Ella volvió a bajar la mirada mientras se sonrojaba. Sí, se sonrojó; en un principio Mikael pensó que se lo había imaginado, porque los adultos no se ruborizan con tanta facilidad, ¿no? Pero Rebecka Svensson, una mujer espectacular que parecía una estrella de cine y que vivía en Suiza, se había puesto realmente roja, como una colegiala.

—¿No podrías, en vez de irnos al pub, invitarme a tu casa a tomar una copa de vino o algo? —prosiguió ella—. Me gustaría más.

—Bueno…

Mikael dudó un poco.

Necesitaba dormir para estar en buena forma a la mañana siguiente. Aun así, continuó vacilante:

—Sí, claro. Tengo una botella de Barolo en el botellero. —Y por un momento pensó que, a pesar de todo, se iba a animar, como si se encontrara frente a una pequeña y trepidante aventura.

Pero la inseguridad no lo abandonaba. Al principio no lo entendía, pues no solía cortarse ante esas situaciones. Incluso podría decir, modestia aparte, que estaba acostumbrado a que las mujeres le tiraran los tejos. Era cierto que en este caso todo había sido muy rápido. Aunque era algo que tampoco le resultaba demasiado ajeno y, por su parte, se preciaba de mostrar una actitud bastante poco sentimental en sus relaciones. Así que no, sus dudas no se debían a lo apresurado del curso de los acontecimientos, o al menos no sólo a eso. Pasaba algo con Rebecka Svensson. ¿O no?

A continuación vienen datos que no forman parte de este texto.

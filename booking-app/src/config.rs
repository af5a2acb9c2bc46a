//! Configuration loading from environment.

use std::env;

use anyhow::Context;
use booking_types::Currency;
use chrono::FixedOffset;

/// Application configuration.
#[derive(Debug)]
pub struct Config {
    pub port: u16,
    pub database_url: String,
    /// Payment provider API key; checkout answers 503 without it
    pub stripe_secret_key: Option<String>,
    pub stripe_api_base: String,
    /// Webhook signing secret; events are accepted unverified without it
    pub stripe_webhook_secret: Option<String>,
    pub webhook_tolerance_secs: i64,
    pub slack_webhook_url: Option<String>,
    pub public_base_url: String,
    pub currency: Currency,
    pub booking_offset: FixedOffset,
    pub seed_services: bool,
    pub rate_limit_per_minute: u32,
    pub otlp_endpoint: Option<String>,
}

impl Config {
    /// Loads configuration from environment variables.
    pub fn from_env() -> anyhow::Result<Self> {
        Self::from_lookup(|key| env::var(key).ok())
    }

    /// Loads configuration from any key lookup; blank values count as unset.
    pub fn from_lookup(lookup: impl Fn(&str) -> Option<String>) -> anyhow::Result<Self> {
        let var = |key: &str| lookup(key).filter(|v| !v.trim().is_empty());
        let or = |key: &str, default: &str| var(key).unwrap_or_else(|| default.to_string());

        let port = or("PORT", "3000").parse().context("PORT must be a port number")?;

        let database_url = var("DATABASE_URL")
            .ok_or_else(|| anyhow::anyhow!("DATABASE_URL environment variable is required"))?;

        let webhook_tolerance_secs = or("STRIPE_WEBHOOK_TOLERANCE_SECS", "300")
            .parse()
            .context("STRIPE_WEBHOOK_TOLERANCE_SECS must be an integer")?;

        let currency = or("CHECKOUT_CURRENCY", "jpy")
            .parse()
            .context("CHECKOUT_CURRENCY is not a supported currency")?;

        let booking_offset = or("BOOKING_UTC_OFFSET", "+00:00")
            .parse::<FixedOffset>()
            .map_err(|e| anyhow::anyhow!("BOOKING_UTC_OFFSET must look like +09:00: {}", e))?;

        let seed_services = matches!(
            or("SEED_SERVICES", "false").to_ascii_lowercase().as_str(),
            "1" | "true" | "yes"
        );

        let rate_limit_per_minute = or("RATE_LIMIT_PER_MINUTE", "100")
            .parse()
            .context("RATE_LIMIT_PER_MINUTE must be a positive integer")?;

        Ok(Self {
            port,
            database_url,
            stripe_secret_key: var("STRIPE_SECRET_KEY"),
            stripe_api_base: or("STRIPE_API_BASE", "https://api.stripe.com"),
            stripe_webhook_secret: var("STRIPE_WEBHOOK_SECRET"),
            webhook_tolerance_secs,
            slack_webhook_url: var("SLACK_WEBHOOK_URL"),
            public_base_url: or("PUBLIC_BASE_URL", "http://localhost:3000"),
            currency,
            booking_offset,
            seed_services,
            rate_limit_per_minute,
            otlp_endpoint: var("OTEL_EXPORTER_OTLP_ENDPOINT"),
        })
    }
}

#[cfg(test)]
mod tests {
    use super::*;
    use std::collections::HashMap;

    fn load(pairs: &[(&str, &str)]) -> anyhow::Result<Config> {
        let vars: HashMap<String, String> = pairs
            .iter()
            .map(|(k, v)| (k.to_string(), v.to_string()))
            .collect();
        Config::from_lookup(|key| vars.get(key).cloned())
    }

    #[test]
    fn test_defaults() {
        let config = load(&[("DATABASE_URL", "sqlite::memory:")]).unwrap();

        assert_eq!(config.port, 3000);
        assert_eq!(config.stripe_api_base, "https://api.stripe.com");
        assert_eq!(config.webhook_tolerance_secs, 300);
        assert_eq!(config.public_base_url, "http://localhost:3000");
        assert_eq!(config.currency, Currency::JPY);
        assert_eq!(config.booking_offset.local_minus_utc(), 0);
        assert_eq!(config.rate_limit_per_minute, 100);
        assert!(!config.seed_services);
        assert!(config.stripe_secret_key.is_none());
        assert!(config.stripe_webhook_secret.is_none());
    }

    #[test]
    fn test_database_url_required() {
        assert!(load(&[]).is_err());
        assert!(load(&[("DATABASE_URL", "  ")]).is_err());
    }

    #[test]
    fn test_overrides() {
        let config = load(&[
            ("DATABASE_URL", "postgres://localhost/salon"),
            ("PORT", "8080"),
            ("STRIPE_WEBHOOK_SECRET", "whsec_1"),
            ("SLACK_WEBHOOK_URL", ""),
            ("BOOKING_UTC_OFFSET", "+09:00"),
            ("CHECKOUT_CURRENCY", "USD"),
            ("SEED_SERVICES", "true"),
        ])
        .unwrap();

        assert_eq!(config.port, 8080);
        assert_eq!(config.stripe_webhook_secret.as_deref(), Some("whsec_1"));
        assert!(config.slack_webhook_url.is_none());
        assert_eq!(config.booking_offset.local_minus_utc(), 9 * 3600);
        assert_eq!(config.currency, Currency::USD);
        assert!(config.seed_services);
    }

    #[test]
    fn test_bad_offset_is_an_error() {
        assert!(load(&[("DATABASE_URL", "sqlite::memory:"), ("BOOKING_UTC_OFFSET", "JST")]).is_err());
    }
}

No se trataba tan sólo de que fuera joven y de una vertiginosa belleza, ni de que quizá tuviera cosas mejores que hacer que perseguir a sudorosos y fatigados periodistas de mediana edad. Había algo en su forma de mirar, y en ese oscilar entre lo atrevido y lo tímido, y en ese roce de manos aparentemente involuntario. Todo eso que en un principio le había parecido tan irresistible, ahora se le antojaba cada vez más calculado.

—¡Qué bien! Prometo no quedarme hasta tarde, no desearía arruinarte ningún reportaje —dijo ella sonriendo.

—Asumo toda la responsabilidad de los reportajes arruinados —contestó él mientras intentaba devolverle la sonrisa.

Pero a duras penas podría considerarse una sonrisa natural. Mikael se percató de que había algo extraño en la mirada de aquella mujer, un brillo frío que se transformó al instante en todo lo opuesto: ternura y calidez, como si se tratara de una gran actriz que estaba desplegando todas sus dotes. Y entonces Mikael se fue convenciendo de que aquello no era normal, sólo que no entendía qué era lo que pasaba. Además, no quería que notara que sospechaba de ella, al menos por el momento. Quería comprender. ¿Qué estaba sucediendo allí? Intuyó que era muy importante saberlo.